__Exercise description__
Please write out, exactly as given, every line of the entries below up to and including the line with "its own aria2".

+++

// Copyright (c) 2024-2025 Jesse Morgan / Morgan Forge
// SPDX-License-Identifier: AGPL-3.0-or-later

//! Download lifecycle for sailor
//!
//! Every download is a task moving through
//! `Pending -> Downloading -> Complete | Failed`, with completed tasks
//! promoted into the library (`Stored`). Each task gets its own aria2
//! worker process, polled over JSON-RPC on a fixed cadence.
//!
//! # Architecture
//!
//! ```text
//! ┌─────────────────┐     ┌─────────────────┐     ┌─────────────────┐
//! │ DownloadManager │────▶│ Lifecycle       │────▶│ Process         │
//! │ (command loop)  │     │ Controller      │     │ Supervisor      │
//! └────────┬────────┘     └────────┬────────┘     └────────┬────────┘
//!          │                       │                       │
//!          ▼                       ▼                       ▼
//! ┌─────────────────┐     ┌─────────────────┐     ┌─────────────────┐
//! │ StateFile       │     │ TaskStore       │◀────│ Progress Poller │
//! │ (persistent)    │     │ (shared)        │     │ (aria2 RPC)     │
//! └─────────────────┘     └─────────────────┘     └─────────────────┘
//! ```
//!
//! # Usage
//!
//! ```rust,no_run
//! use std::sync::Arc;
//! use sailor::config::Config;
//! use sailor::download::DownloadManager;
//! use sailor::search::SearchResult;
//!
//! # async fn example(candidate: SearchResult) -> anyhow::Result<()> {
//! let config = Arc::new(Config::load()?);
//! let manager = DownloadManager::start(config).await;
//!
//! manager.request_download(candidate).await?;
//!
//! for task in manager.view().active {
//!     println!("{} {}", task.display_name, task.state);
//! }
//!
//! // Saves state; workers keep running
//! manager.shutdown().await?;
//! # Ok(())
//! # }
//! ```

pub mod types;
pub mod store;
pub mod supervisor;
pub mod poller;
pub mod lifecycle;
pub mod state;
pub mod manager;

// Re-export commonly used items
pub use types::{format_size, format_speed, Task, TaskState, WorkerHandle, WorkerStatus};
pub use store::{Collection, PollFailure, TaskStore};
pub use supervisor::{LaunchError, LoopbackPorts, PortAllocator, ProcessSupervisor};
pub use poller::{ProgressPoller, RoundSummary};
pub use lifecycle::{dedupe_on_load, LifecycleController};
pub use state::StateFile;
pub use manager::{DownloadCommand, DownloadEvent, DownloadManager, DownloadView};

+++

__Answer to the problem__
// Copyright (c) 2024-2025 Jesse Morgan / Morgan Forge
// SPDX-License-Identifier: AGPL-3.0-or-later

//! Download lifecycle for sailor
//!
//! Every download is a task moving through
//! `Pending -> Downloading -> Complete | Failed`, with completed tasks
//! promoted into the library (`Stored`). Each task gets its own aria2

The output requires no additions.